Exposure Time	Kinetic Parameters k (min−1)	R2 (adj.)
0–2 min	0.96645 ± 0.10845	0.9636
2–10 min	0.03919 ± 0.00427	0.97684

indicate that, in the initial stage, a rapid color removal reaction occurs until reaching a critical point of dye exhaustion within 2 min. Subsequently, in the second stage, the color removal reaction proceeds more slowly due to the reduced number of dye molecules remaining. A study conducted by Pankaj et al. [38] reported that color removal follows first-order kinetics. Accordingly, the experiment’s data were fitted to the first-order color removal model using Equation (1). The model parameters obtained from the fitted equation are shown in Table 2. The kinetic parameter (k) transitions from a rapid rate (0.966) in the first stage to a slower rate (0.039) in the second stage, attributed to dye depletion and oxidative degradation induced by RONS. According to Zuo et al. [44]. (2020), the performance of FeSiBP amorphous alloys in degrading the dye Methyl Blue (MB) through a Fenton-like process was analyzed. The study found that the pH of the solution affects the degradation efficiency of the dye. It was observed that the degradation of MB was more effective in acidic conditions (pH 3), with almost 95% of the dye being degraded. However, under neutral conditions (pH 7), the degradation reaction barely occurred within the first 11 min, and only 17% of the dye was degraded.

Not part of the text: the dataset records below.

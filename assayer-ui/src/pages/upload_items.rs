//! Upload Items Page
//!
//! Imports an item sheet into the backend catalogue.

use leptos::*;
use leptos_router::*;

use crate::api;
use crate::components::{FilePicker, InlineLoading};
use crate::routes;
use crate::state::GlobalState;

/// Upload items page component
#[component]
pub fn UploadItems() -> impl IntoView {
    let state = expect_context::<GlobalState>();

    let file = create_rw_signal(None::<web_sys::File>);
    let (uploading, set_uploading) = create_signal(false);
    let (imported, set_imported) = create_signal(None::<usize>);

    let upload = move |_| {
        let Some(selected) = file.get() else {
            state.show_error("Choose an item sheet first");
            return;
        };

        set_uploading.set(true);
        set_imported.set(None);

        let state_clone = state.clone();
        spawn_local(async move {
            match api::upload_items(&selected).await {
                Ok(result) => {
                    set_imported.set(Some(result.imported));
                    state_clone.show_success(&format!("Imported {} items", result.imported));
                }
                Err(e) => state_clone.show_error(&e),
            }
            set_uploading.set(false);
        });
    };

    view! {
        <div class="max-w-xl mx-auto bg-white rounded-xl shadow p-8 space-y-6">
            <div>
                <h1 class="text-2xl font-bold">"Upload Items"</h1>
                <p class="text-gray-500 mt-1">"Every row of the sheet becomes one item."</p>
            </div>

            <FilePicker label="Item sheet (CSV)" file=file />

            <button
                on:click=upload
                disabled=move || uploading.get()
                class="px-4 py-3 bg-blue-600 hover:bg-blue-700 disabled:bg-gray-400 text-white rounded-lg font-medium"
            >
                {move || if uploading.get() {
                    view! { <InlineLoading /> " Uploading..." }.into_view()
                } else {
                    "Upload".into_view()
                }}
            </button>

            {move || imported.get().map(|count| view! {
                <p class="text-sm text-green-700">
                    {format!("{} items imported. ", count)}
                    <A href=routes::ITEM_LIST class="underline">"View item list"</A>
                </p>
            })}
        </div>
    }
}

These findings have important implications in the field of textile dye wastewater treatment, as APPJ treatment shows promise as an efficient and environmentally friendly method to reduce dye pollution. However, this study has some limitations. Further research is required to explore the effects of different dye properties and experimental conditions on the removal process. Additionally, the study did not evaluate the toxicity or potential environmental impact of the oxidation products. Future research should address these limitations to provide a more comprehensive understanding of the dye removal process and its implications.

4. Conclusions

The results of this research demonstrated that the use of an atmospheric-pressure plasma jet (APPJ) on cochineal dye is effective in removing its color. The research revealed that the decoloring process occurs within the initial ten minutes of treatment and comprises two distinguishable stages characterized by first-order kinetics. Throughout the entire ten-minute treatment, almost 90% of the dye color was eliminated due to the reaction between the reactive species (O₃, H₂O₂, NO₂⁻, and NO₃⁻) and the dye molecules. This reaction results in the formation of a highly acidic liquid solution, which can be attributed to the oxidative degradation of the dye. These findings are significant because they demonstrate that APPJ plasma has potential for color removal in various industrial applications, particularly in the textile and paint industries. However, further research is required to investigate the effects of plasma parameters on the degradation of different types of dyes and the environmental impact of the plasma-treated dye samples.